云鸾坐在马车中,听不见那陈守备上前去同沈之珩说了什么,只见片刻后,那陈守备又忙不迭地打开城门,将城门口聚集的马车和百姓们一一放出去。
云鸾放下车帘,同窦大夫说:“咱们也走吧。”
马车穿过城门,与骑在马上的沈之珩擦肩而过。
沈之珩进得城内,忽觉心头有异,便勒马而立,回首看向那辆刚刚与他擦肩而过的马车。
眼看出了城,窦大夫这才松了一口气,拍拍胸口:“嚯,刚才真是好险,那帮人好凶,好在,那沈家大公子来的及时。”
阿采看着云鸾,目光有些不解。
云鸾暂不打算向她解释,只是将车后的帘子掀开一丝缝隙,朝外边看去。
她在找刚才被那军牢打伤的妇人。
很快,云鸾就循着孩子的哭声瞧见了那妇人。
妇人抱着孩子走在风雪之中,也没撑把伞,额头上的伤口也未来得及包扎,血水混着冰雪从脸上流下来,那大夫则在后边跟着,在雪地里走的踉踉跄跄。
马车毕竟是回春堂的,云鸾便向窦大夫提议将那妇人接上车,包扎一下伤口。
窦大夫医者仁心,自然不会反对,便下车去,报了身份名号,领着那妇人孩子和大夫一道上了车。

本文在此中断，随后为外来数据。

//! Output configuration types

/// Configuration for output formatting.
#[derive(Debug, Clone)]
pub struct OutputConfig {
    pub use_color: bool,
}

impl Default for OutputConfig {
    fn default() -> Self {
        Self { use_color: true }
    }
}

妇人上了车,抱着孩子连连道谢,马车空间狭窄,那大夫便去前头同小徒弟坐着,云鸾同窦大夫帮着这妇人处理伤口。
妇人怀中的孩子大概是吓得狠了,到了温暖的车厢内还是没有安静下来,云鸾从斗篷下取出纸包,捏了块玫瑰酥酪放在孩子手中。
闻着这甜甜的奶香,尝得入口即化的滋味,孩子立马止住了哭声。
闲聊过程中,窦大夫得知那妇人也是往西去的,便要捎带两人一程。
官道上的雪尚未没过马蹄,此去又不算很远,云鸾便没出声。
只是还未行足半里地去,便听马车后远远有人追赶喊停。
云鸾扒开帘缝一瞧,那骑快马奔来之人正是沈之珩带过来的亲卫之一。
远远瞧着他面孔年轻,却未曾见过。
那人一边拍马一边喊:“停下,前面那辆马车,快停下!”
云鸾心头一跳。
正要喊不要停。
驾车的小徒弟已经喝停了马车,那骑兵便已追了上来。
“车内是什么人?”
云鸾没有出声,阿采看着云鸾也是一言不发。
“这是回春堂的马车。”
窦大夫掀开车帘,露出一张老脸,问那年轻人:“这位小兄弟,你要干什么?”
云鸾早已在窦大夫掀开车帘的一瞬间转过了脸去,阿采也闭上眼睛,面朝里躺着动也不动。
年轻人目光在车内巡视一圈,见里头坐着个穿着厚实披风的女子,也未在意,往旁边一看,见先前受伤那妇人抱着孩子也在其中,便道:
“找到了。”
那年轻人从腰间解下荷包,丢到车厢内,冲那妇人道:“拿着,这是我家公子给你的银子。”
说罢掉头便走,又绕到前边,解下马背上的一件东西朝那中年大夫身上一丢。
“你这大夫,好不粗心!”
大夫匆忙抱住,见这药箱眼熟,下意识摸了摸自己的腰间,这才发觉自己吃饭的家伙事原来在这,于是连忙道谢。
年轻人哈哈大笑,扬鞭拍马,很快消失在雪中。